[Collected data]

::::

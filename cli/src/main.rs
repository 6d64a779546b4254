//! CLI entrypoint for symptom-checker
//!
//! This is the main binary that wires together all layers using
//! dependency injection.

use anyhow::{Result, anyhow, bail};
use clap::Parser;
use std::path::PathBuf;
use std::sync::Arc;
use symptom_application::{SymptomApi, SymptomCheckController, UiEvent};
use symptom_domain::{DemographicField, PredictionOutcome};
use symptom_infrastructure::{ConfigLoader, HttpSymptomApi, LocalFileLoader, load_file_handles};
use symptom_presentation::{Cli, ConsoleFormatter, ReplPresenter, SymptomRepl};
use tokio::sync::mpsc;
use tracing::info;
use tracing_subscriber::EnvFilter;

#[tokio::main]
async fn main() -> Result<()> {
    let cli = Cli::parse();

    // Initialize logging based on verbosity level
    let filter = match cli.verbose {
        0 => EnvFilter::new("warn"),
        1 => EnvFilter::new("info"),
        2 => EnvFilter::new("debug"),
        _ => EnvFilter::new("trace"), // -vvv or more
    };

    tracing_subscriber::fmt()
        .with_env_filter(filter)
        .with_target(false)
        .with_writer(std::io::stderr)
        .init();

    if cli.show_config {
        ConfigLoader::print_config_sources(cli.config.as_ref());
        return Ok(());
    }

    // Load configuration
    let mut config = if cli.no_config {
        ConfigLoader::load_defaults()
    } else {
        ConfigLoader::load(cli.config.as_ref())
            .map_err(|e| anyhow!("Failed to load configuration: {}", e))?
    };
    if let Some(url) = &cli.api_url {
        config.api.base_url = url.clone();
    }
    config.validate()?;

    if cli.no_color || !config.ui.color {
        colored::control::set_override(false);
    }

    info!("Starting symptom-checker (backend: {})", config.api.base_url);

    // === Dependency Injection ===
    let api = Arc::new(HttpSymptomApi::new(config.api.base_url.clone())?);
    let (tx, rx) = mpsc::unbounded_channel();
    let controller = SymptomCheckController::new(api, config.to_controller_config(), tx);
    let show_progress = config.ui.show_progress && !cli.quiet;

    if cli.is_one_shot() {
        return run_one_shot(&cli, controller, rx, show_progress).await;
    }

    let history_file = config.ui.history_file.as_deref().map(expand_home);
    SymptomRepl::new(controller, Arc::new(LocalFileLoader::new()))
        .with_history_file(history_file)
        .with_backend_label(config.api.base_url.clone())
        .run(rx, ReplPresenter::new(show_progress))
        .await?;

    Ok(())
}

/// Predict (and optionally analyze a lab report) from command-line flags
async fn run_one_shot<A: SymptomApi + 'static>(
    cli: &Cli,
    controller: SymptomCheckController<A>,
    mut events: mpsc::UnboundedReceiver<UiEvent>,
    show_progress: bool,
) -> Result<()> {
    let json = cli.json;
    let renderer = tokio::spawn(async move {
        let mut presenter = ReplPresenter::new(show_progress);
        while let Some(event) = events.recv().await {
            if !json && shown_in_one_shot(&event) {
                presenter.render(&event);
            }
        }
    });

    for symptom in &cli.symptoms {
        controller.add_symptom(symptom);
    }
    let demographics = [
        (DemographicField::Age, &cli.age),
        (DemographicField::Gender, &cli.gender),
        (DemographicField::Weight, &cli.weight),
        (DemographicField::Height, &cli.height),
    ];
    for (field, value) in demographics {
        if let Some(value) = value {
            controller.set_demographic(field, value);
        }
    }
    if cli.weight.is_some() && cli.height.is_some() {
        let _ = controller.compute_bmi();
    }

    // The analyzed report goes first: analysis always uses the first staged file
    let mut paths: Vec<PathBuf> = cli.analyze.iter().cloned().collect();
    paths.extend(cli.files.iter().filter(|p| Some(*p) != cli.analyze.as_ref()).cloned());
    if !paths.is_empty() {
        let handles = load_file_handles(&paths).await?;
        controller.stage_files(handles)?;
    }

    let result = run_requests(cli, &controller).await;

    drop(controller);
    let _ = renderer.await;
    result
}

async fn run_requests<A: SymptomApi + 'static>(
    cli: &Cli,
    controller: &SymptomCheckController<A>,
) -> Result<()> {
    if cli.analyze.is_some() {
        let summary = controller.analyze_lab_report().await?;
        if cli.json {
            println!(
                "{}",
                serde_json::to_string_pretty(&serde_json::json!({ "lab_report": summary }))?
            );
        }
    }

    if cli.symptoms.is_empty() {
        return Ok(());
    }

    match controller.submit().await? {
        PredictionOutcome::Success(report) => {
            if cli.json {
                println!("{}", ConsoleFormatter::format_json(&report));
            }
            Ok(())
        }
        PredictionOutcome::Failure(failure) => bail!(failure.reason()),
    }
}

/// One-shot output skips the per-keystroke chatter of the interactive session
fn shown_in_one_shot(event: &UiEvent) -> bool {
    matches!(
        event,
        UiEvent::StagingRejected { .. }
            | UiEvent::BmiResult(_)
            | UiEvent::BmiError { .. }
            | UiEvent::SubmissionStarted { .. }
            | UiEvent::PredictionResult(_)
            | UiEvent::SubmissionFinished
            | UiEvent::LabReportStarted { .. }
            | UiEvent::LabReportResult { .. }
    )
}

fn expand_home(path: &str) -> PathBuf {
    match path.strip_prefix("~/") {
        Some(rest) => dirs::home_dir()
            .map(|home| home.join(rest))
            .unwrap_or_else(|| PathBuf::from(path)),
        None => PathBuf::from(path),
    }
}
//! Interactive session: line editing, command dispatch, and event rendering

pub mod presenter;
pub mod session;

::::

**WHAT IS EXPECTED:** The output is every entry, printed exactly as it reads.

**REPLY:**
filename cli/src/main.rs
repository 6d64a779546b4254
//! CLI entrypoint for symptom-checker
//!
//! This is the main binary that wires together all layers using
//! dependency injection.

use anyhow::{Result, anyhow, bail};
use clap::Parser;
use std::path::PathBuf;
use std::sync::Arc;
use symptom_application::{SymptomApi, SymptomCheckController, UiEvent};
use symptom_domain::{DemographicField, PredictionOutcome};
use symptom_infrastructure::{ConfigLoader, HttpSymptomApi, LocalFileLoader, load_file_handles};
use symptom_presentation::{Cli, ConsoleFormatter, ReplPresenter, SymptomRepl};
use tokio::sync::mpsc;
use tracing::info;
use tracing_subscriber::EnvFilter;

#[tokio::main]
async fn main() -> Result<()> {
    let cli = Cli::parse();

    // Initialize logging based on verbosity level
    let filter = match cli.verbose {
        0 => EnvFilter::new("warn"),
        1 => EnvFilter::new("info"),
        2 => EnvFilter::new("debug"),
        _ => EnvFilter::new("trace"), // -vvv or more
    };

    tracing_subscriber::fmt()
        .with_env_filter(filter)
        .with_target(false)
        .with_writer(std::io::stderr)
        .init();

    if cli.show_config {
        ConfigLoader::print_config_sources(cli.config.as_ref());
        return Ok(());
    }

    // Load configuration
    let mut config = if cli.no_config {
        ConfigLoader::load_defaults()
    } else {
        ConfigLoader::load(cli.config.as_ref())
            .map_err(|e| anyhow!("Failed to load configuration: {}", e))?
    };
    if let Some(url) = &cli.api_url {
        config.api.base_url = url.clone();
    }
    config.validate()?;

    if cli.no_color || !config.ui.color {
        colored::control::set_override(false);
    }

    info!("Starting symptom-checker (backend: {})", config.api.base_url);

    // === Dependency Injection ===
    let api = Arc::new(HttpSymptomApi::new(config.api.base_url.clone())?);
    let (tx, rx) = mpsc::unbounded_channel();
    let controller = SymptomCheckController::new(api, config.to_controller_config(), tx);
    let show_progress = config.ui.show_progress && !cli.quiet;

    if cli.is_one_shot() {
        return run_one_shot(&cli, controller, rx, show_progress).await;
    }

    let history_file = config.ui.history_file.as_deref().map(expand_home);
    SymptomRepl::new(controller, Arc::new(LocalFileLoader::new()))
        .with_history_file(history_file)
        .with_backend_label(config.api.base_url.clone())
        .run(rx, ReplPresenter::new(show_progress))
        .await?;

    Ok(())
}

/// Predict (and optionally analyze a lab report) from command-line flags
async fn run_one_shot<A: SymptomApi + 'static>(
    cli: &Cli,
    controller: SymptomCheckController<A>,
    mut events: mpsc::UnboundedReceiver<UiEvent>,
    show_progress: bool,
) -> Result<()> {
    let json = cli.json;
    let renderer = tokio::spawn(async move {
        let mut presenter = ReplPresenter::new(show_progress);
        while let Some(event) = events.recv().await {
            if !json && shown_in_one_shot(&event) {
                presenter.render(&event);
            }
        }
    });

    for symptom in &cli.symptoms {
        controller.add_symptom(symptom);
    }
    let demographics = [
        (DemographicField::Age, &cli.age),
        (DemographicField::Gender, &cli.gender),
        (DemographicField::Weight, &cli.weight),
        (DemographicField::Height, &cli.height),
    ];
    for (field, value) in demographics {
        if let Some(value) = value {
            controller.set_demographic(field, value);
        }
    }
    if cli.weight.is_some() && cli.height.is_some() {
        let _ = controller.compute_bmi();
    }

    // The analyzed report goes first: analysis always uses the first staged file
    let mut paths: Vec<PathBuf> = cli.analyze.iter().cloned().collect();
    paths.extend(cli.files.iter().filter(|p| Some(*p) != cli.analyze.as_ref()).cloned());
    if !paths.is_empty() {
        let handles = load_file_handles(&paths).await?;
        controller.stage_files(handles)?;
    }

    let result = run_requests(cli, &controller).await;

    drop(controller);
    let _ = renderer.await;
    result
}

async fn run_requests<A: SymptomApi + 'static>(
    cli: &Cli,
    controller: &SymptomCheckController<A>,
) -> Result<()> {
    if cli.analyze.is_some() {
        let summary = controller.analyze_lab_report().await?;
        if cli.json {
            println!(
                "{}",
                serde_json::to_string_pretty(&serde_json::json!({ "lab_report": summary }))?
            );
        }
    }

    if cli.symptoms.is_empty() {
        return Ok(());
    }

    match controller.submit().await? {
        PredictionOutcome::Success(report) => {
            if cli.json {
                println!("{}", ConsoleFormatter::format_json(&report));
            }
            Ok(())
        }
        PredictionOutcome::Failure(failure) => bail!(failure.reason()),
    }
}

/// One-shot output skips the per-keystroke chatter of the interactive session
fn shown_in_one_shot(event: &UiEvent) -> bool {
    matches!(
        event,
        UiEvent::StagingRejected { .. }
            | UiEvent::BmiResult(_)
            | UiEvent::BmiError { .. }
            | UiEvent::SubmissionStarted { .. }
            | UiEvent::PredictionResult(_)
            | UiEvent::SubmissionFinished
            | UiEvent::LabReportStarted { .. }
            | UiEvent::LabReportResult { .. }
    )
}

fn expand_home(path: &str) -> PathBuf {
    match path.strip_prefix("~/") {
        Some(rest) => dirs::home_dir()
            .map(|home| home.join(rest))
            .unwrap_or_else(|| PathBuf::from(path)),
        None => PathBuf::from(path),
    }
}
//! Interactive session: line editing, command dispatch, and event rendering

pub mod presenter;
pub mod session;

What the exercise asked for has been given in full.